Rivera does not describe a single hiring policy. Instead she mentions that different percentages did different things. She also emphasizes differences between individual evaluators in hiring positions within the same company. Evaluators tended to favor hiring persons with similar backgrounds to themselves. For examples, evaluators who attended ivies were more likely to emphasize school name. Evaluators who received lower grades during college were more likely to discount lower grades of applicants. Evaluators who were into sports were more likely to favor applicants who were into sports A few had hiring policies like Manzi’s limited personal experiences, but most did not. In interviews, she has been highly critical of the hiring policies that she found were common among elite firms and had a few suggestions for improvement, but those suggestions also were quite different from your ideals. For example, she suggested elite firms should focus on rank in class over test scores to broaden SES diversity.

It’s interesting you use the phrase “ulterior motive” at the same time you mention your HS counselor study. Think about the study. A researcher has a request to do sponsored research from a company that benefits from an emphasis on scores. He decides to use a group of students who had previously attended college and have known college grades, then get an equation to predict their grades based on stats, which is likely simply the optimal regression coefficient equation for such a prediction. He then asks HS counselors to predict the grades based on stats + 3 criteria that have far less correlation with grades – MMPI, vocational interest test, and background information. He finds that as a whole the counselors predictions are slightly worse the the equation when they are not given the equation. However, if the counselors are given the equation and have the choice of when to deviate from it, then their predictions are not worse than the equation. This study was from 50+ years ago. I’ve can’t recall seeing a modern study with this degree of an ulterior motive.

One possible fear I heard from my engineering relatives…including a former Prof who voluntarily left to work in a successful tech startup is that eliminating the bell curve would either mean more underqualified students are passed onto higher levels which means they are much more likely to flunk out/lower the academic rigor/pacing of higher level courses or worse, cause higher failure rates on professional licensure exams.

This doesn’t just mean those who don’t master the material, but also elite academic/professional STEM graduate programs and employers who want to differentiate between the genuine top performers/geniuses versus those who are above-average hard workers*. Rightly or wrongly, there’s a strong bias in the favor of the former in those venues.
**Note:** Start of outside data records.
impl SqlHistoricalArchive {
    /// Creates an idle archive.
    ///
    /// # Errors
    ///
    /// Returns `ArchiveError::InvalidConfig` for an invalid code or options.
    pub fn new(
        code: impl Into<String>,
        options: ArchiveOptions,
        sql_options: &SqlArchiveOptions,
        storage: Arc<SqlStorage>,
        mut channel_numbers: Vec<ChannelNumber>,
        clock: Arc<dyn Clock>,
    ) -> Result<Self> {
        let code = code.into();
        validate_code(&code)?;
        let queries = QueryBuilder::new(storage.schema(), &code)?;
        options.validate()?;

        channel_numbers.sort_unstable();
        channel_numbers.dedup();

        let period_secs = options.writing_period_secs();
        let queue = PointQueue::new(
            code.as_str(),
            queue_capacity(options.max_queue_size, channel_numbers.len()),
        );
        Ok(Self {
            partition_size: sql_options.partition_size,
            queries,
            retention: DaysRetention::new(options.retention_days),
            lifecycle: ArchiveLifecycle::new(code.as_str()),
            queue: Arc::new(queue),
            writer: Mutex::new(WriterState {
                scheduler: WritingScheduler::new(options.writing_mode, period_secs),
                index_map: ChannelIndexMap::new(),
                values: Vec::with_capacity(channel_numbers.len()),
                channels: channel_numbers,
            }),
            thread: Mutex::new(None),
            update: Mutex::new(None),
            has_error: Arc::new(AtomicBool::new(false)),
            code,
            options,
            period_secs,
            storage,
            clock,
        })
    }

    fn start_writer(&self) -> Result<()> {
        let conn = self.storage.connect()?;
        conn.execute_batch(&self.queries.create_schema())?;

        let now = self.clock.now();
        let mut sink = HistoricalSink::new(self.queries.clone(), self.partition_size);
        sink.prepare(&conn, now.date_naive())?;

        if self.options.writing_mode == WritingMode::AutoOnChange {
            warn!(
                "Archive {}: writing on change compares every channel each cycle and is slow",
                self.code
            );
        }
        self.writer.lock().scheduler.start(now);

        let thread = WriterThread::spawn(
            format!("{}-writer", self.code),
            conn,
            Arc::clone(&self.queue),
            sink,
            Arc::clone(&self.clock),
            Arc::clone(&self.has_error),
        )?;
        *self.thread.lock() = Some(thread);
        Ok(())
    }

    /// Existing partitions keyed by span.
    fn partitions(&self, conn: &Connection) -> Result<BTreeMap<PartitionSpan, String>> {
        let mut stmt = conn.prepare(self.queries.list_partitions())?;
        let names = stmt.query_map(
            params![self.queries.schema(), self.queries.partition_pattern()],
            |row| row.get::<_, String>(0),
        )?;

        let mut partitions = BTreeMap::new();
        for name in names {
            let name = name?;
            if let Some(span) = self.queries.parse_partition_name(self.partition_size, &name) {
                partitions.insert(span, name);
            }
        }
        Ok(partitions)
    }

    /// Names of the existing partitions overlapping a range, in time order.
    fn partitions_in_range(&self, conn: &Connection, range: &TimeRange) -> Result<Vec<String>> {
        let partitions = self.partitions(conn)?;
        Ok(self
            .partition_size
            .spans_in_range(range)
            .into_iter()
            .filter_map(|span| partitions.get(&span).cloned())
            .collect())
    }

    fn partition_at(&self, conn: &Connection, timestamp: Timestamp) -> Result<Option<String>> {
        let span = self.partition_size.span_of_timestamp(timestamp);
        Ok(self.partitions(conn)?.remove(&span))
    }

    fn read_trend_rows(
        &self,
        conn: &Connection,
        partitions: &[String],
        range: &TimeRange,
        channel_number: ChannelNumber,
        mut visit: impl FnMut(Timestamp, ChannelValue),
    ) -> Result<()> {
        for name in partitions {
            let mut stmt = conn.prepare(&self.queries.select_trend(name))?;
            let rows = stmt.query_map(
                params![
                    channel_number,
                    range.start_millis(),
                    range.end_millis_exclusive()
                ],
                |row| {
                    Ok((
                        row.get::<_, i64>(0)?,
                        row.get::<_, f64>(1)?,
                        row.get::<_, i32>(2)?,
                    ))
                },
            )?;
            for row in rows {
                let (ts, val, stat) = row?;
                visit(from_millis(ts), value_from_row(val, stat));
            }
        }
        Ok(())
    }

    fn read_trend(
        &self,
        conn: &Connection,
        partitions: &[String],
        range: &TimeRange,
        channel_number: ChannelNumber,
    ) -> Result<Trend> {
        let segments = partitions
            .iter()
            .map(|name| {
                let mut trend = Trend::new(channel_number);
                self.read_trend_rows(
                    conn,
                    std::slice::from_ref(name),
                    range,
                    channel_number,
                    |ts, value| trend.push(ts, value),
                )?;
                Ok(trend)
            })
            .collect::<Result<Vec<_>>>()?;
        Ok(merge_trends(channel_number, segments))
    }

    fn drop_outdated_partitions(&self, now: Timestamp) -> Result<usize> {
        let conn = self.storage.connect()?;
        let mut dropped = 0;
        for (span, name) in self.partitions(&conn)? {
            if !self.retention.is_expired(span.end_time(), now) {
                continue;
            }
            conn.execute_batch(&self.queries.drop_partition(&name))?;
            info!("Archive {}: dropped partition {}", self.code, name);
            dropped += 1;
        }
        Ok(dropped)
    }

    fn log_read(&self, what: &str, points: usize, started: Instant) {
        if self.options.log_enabled {
            debug!(
                "Archive {}: read {} with {} points in {:?}",
                self.code,
                what,
                points,
                started.elapsed()
            );
        }
    }
}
Another factor is such harsh curves are necessary to “test the commitment” of STEM majors to be committed to the field rather than pursuing other career paths after graduation. It was certainly one common gripe among some older alums and former employers hiring engineering/STEM majors from certain elite engineering schools where an increasing numbers of graduates ended up going off to non-STEM careers like ibanking or organizational business consulting. Since those fields require high undergrad GPAs, only the most motivated and strong STEM students would stay reducing the number of non-STEM career inclined students occupying higher-level courses/resources which could go towards upperclassmen really keen on STEM careers.

  • Several engineering/programmer friends have stated the engineer/programmer inclined to be lazy tends to be much better at finding innovative ways to work much more efficiently and produce good final work product in a timely manner whereas the "hard workers" tend to spend far too much time plodding away on a method which ultimately turned out to be inefficient and sometimes a non-starter which the "lazy engineer/programmer" would have shied away from in the first place.